La inserción en el mundo, la participación activa en su destino, constituyen un aspecto peculiar de la vocación FRA: un modo particular de estar en el mundo, compartiendo las luchas y las aspiraciones de los hombres, «de la misma manera que el hijo del hombre no ha venido a ser servido, sino a servir» (Mt 20, 28).

 

La FRA está llamada a ser en la historia “como fermento de espíritu evangélico”, como levadura escondida (Mt 13, 33) en la tensión para vivir el diálogo y para ser siempre y en todo lugar instrumento de unidad en un seguimiento renovado del Señor pobre, pacífico, perseguido, manso, sediento de justicia. La gratuidad es el estilo habitual de su vida (Mt 10, 8).

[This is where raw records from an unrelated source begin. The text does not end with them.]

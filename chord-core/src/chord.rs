//! # Chord Identification
//!
//! Scores the active pitch-class set against every rooted chord template
//! (12 roots x 11 qualities) and returns the best match, or "Unknown" when
//! nothing fits well enough.
//!
//! ## Scoring
//! `score = overlap - 0.12 * extra - 0.08 * missing`, where `overlap` is the
//! fraction of template notes present, `extra` counts active notes outside
//! the template and `missing` counts template notes not active. Extra notes
//! cost more than missing ones: an unplayed fifth is common, a stray note
//! more often means the wrong chord.

use once_cell::sync::Lazy;

use crate::tuning::{self, PITCH_CLASSES, PitchClassSet};
use crate::{DetectionResult, UNKNOWN_CHORD};

const EXTRA_PENALTY: f32 = 0.12;
const MISSING_PENALTY: f32 = 0.08;
/// Best scores below this are reported as "Unknown".
const MIN_SCORE: f32 = 0.4;
/// Confidence reported for a single active note.
const SINGLE_NOTE_CONFIDENCE: f32 = 0.35;
/// Confidence range for an "Unknown" with two or more notes.
const UNKNOWN_CONFIDENCE_MIN: f32 = 0.05;
const UNKNOWN_CONFIDENCE_MAX: f32 = 0.35;
const UNKNOWN_CONFIDENCE_OFFSET: f32 = 0.2;

/// A chord quality: display symbol plus intervals above the root.
#[derive(Debug, Clone, Copy, PartialEq, Eq)]
pub struct ChordQuality {
    pub name: &'static str,
    pub symbol: &'static str,
    pub intervals: &'static [u8],
}

/// All qualities in matching order. Ties between equal scores go to the
/// earlier entry, so the order is part of the behaviour.
pub static QUALITIES: [ChordQuality; 11] = [
    ChordQuality { name: "major", symbol: "", intervals: &[0, 4, 7] },
    ChordQuality { name: "minor", symbol: "m", intervals: &[0, 3, 7] },
    ChordQuality { name: "diminished", symbol: "dim", intervals: &[0, 3, 6] },
    ChordQuality { name: "augmented", symbol: "aug", intervals: &[0, 4, 8] },
    ChordQuality { name: "sus2", symbol: "sus2", intervals: &[0, 2, 7] },
    ChordQuality { name: "sus4", symbol: "sus4", intervals: &[0, 5, 7] },
    ChordQuality { name: "dominant7", symbol: "7", intervals: &[0, 4, 7, 10] },
    ChordQuality { name: "major7", symbol: "maj7", intervals: &[0, 4, 7, 11] },
    ChordQuality { name: "minor7", symbol: "m7", intervals: &[0, 3, 7, 10] },
    ChordQuality { name: "half-diminished7", symbol: "m7b5", intervals: &[0, 3, 6, 10] },
    ChordQuality { name: "diminished7", symbol: "dim7", intervals: &[0, 3, 6, 9] },
];

/// A quality placed on a specific root.
#[derive(Debug, Clone)]
pub struct ChordTemplate {
    pub root: usize,
    pub quality: &'static ChordQuality,
    pub notes: PitchClassSet,
}

impl ChordTemplate {
    /// Display name, e.g. "F#m7".
    pub fn name(&self) -> String {
        format!("{}{}", tuning::pitch_name(self.root), self.quality.symbol)
    }

    /// Heuristic match score of this template against an active set.
    ///
    /// Returns `None` when fewer than two notes are shared.
    pub fn score(&self, active: &PitchClassSet) -> Option<f32> {
        let shared = active.intersection(&self.notes).len();
        if shared < 2 {
            return None;
        }
        let overlap = shared as f32 / self.notes.len() as f32;
        let extra = active.difference(&self.notes).len() as f32;
        let missing = self.notes.difference(active).len() as f32;
        Some(overlap - EXTRA_PENALTY * extra - MISSING_PENALTY * missing)
    }
}

/// Every rooted template, roots ascending from C, qualities in
/// [`QUALITIES`] order within each root.
pub static TEMPLATES: Lazy<Vec<ChordTemplate>> = Lazy::new(|| {
    let mut templates = Vec::with_capacity(PITCH_CLASSES * QUALITIES.len());
    for root in 0..PITCH_CLASSES {
        for quality in QUALITIES.iter() {
            templates.push(ChordTemplate {
                root,
                quality,
                notes: PitchClassSet::from_intervals(quality.intervals).transpose(root),
            });
        }
    }
    templates
});

/// Finds the best-scoring template for an active set.
///
/// Uses strict `>` so the first template reaching the best score wins.
pub fn best_match(active: &PitchClassSet) -> Option<(&'static ChordTemplate, f32)> {
    let mut best: Option<(&'static ChordTemplate, f32)> = None;
    for template in TEMPLATES.iter() {
        if let Some(score) = template.score(active) {
            if best.is_none_or(|(_, best_score)| score > best_score) {
                best = Some((template, score));
            }
        }
    }
    best
}

/// Classifies an active pitch-class set.
pub fn identify(active: &PitchClassSet) -> DetectionResult {
    if active.len() < 2 {
        return DetectionResult {
            chord_name: UNKNOWN_CHORD.to_string(),
            note_names: active.note_names(),
            confidence: if active.is_empty() { 0.0 } else { SINGLE_NOTE_CONFIDENCE },
        };
    }

    match best_match(active) {
        Some((template, score)) if score >= MIN_SCORE => DetectionResult {
            chord_name: template.name(),
            note_names: template.notes.note_names(),
            confidence: score.clamp(0.0, 1.0),
        },
        best => {
            let score = best.map_or(f32::NEG_INFINITY, |(_, score)| score);
            DetectionResult {
                chord_name: UNKNOWN_CHORD.to_string(),
                note_names: active.note_names(),
                confidence: (score + UNKNOWN_CONFIDENCE_OFFSET)
                    .clamp(UNKNOWN_CONFIDENCE_MIN, UNKNOWN_CONFIDENCE_MAX),
            }
        }
    }
}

La vitalidad de esta vocación estimula a ser en la historia motivo de novedad y de profecía, hace capaz de reencontrar los signos de la promesa de Dios y de su presencia haciéndonos instrumentos dóciles de su deseo de salvación.

 

Algunas de las urgencias, que captamos hoy y hacia las cuales nos disponemos de manera constructiva y misericordiosa, sin por esto ser cómplices del mal, se pueden identificar entre las siguientes:

 

  • la pobreza material y las desigualdades injustas;

  • el estado de abandono de muchas de nuestras ciudades;

  • la pobreza cultural e intelectual;

  • la pobreza relacionada con la ausencia de Dios;

  • la incapacidad de encontrar un sentido ante la muerte y el sufrimiento;

  • el abandono y el descuido del bien común con la omisión generalizada de compromiso en el ámbito político;

la multiplicidad de formas bajo las cuales se presenta la arrogancia y la violencia con la consecuente prevaricación sobre los más débiles incluso bajo la forma de la guerra.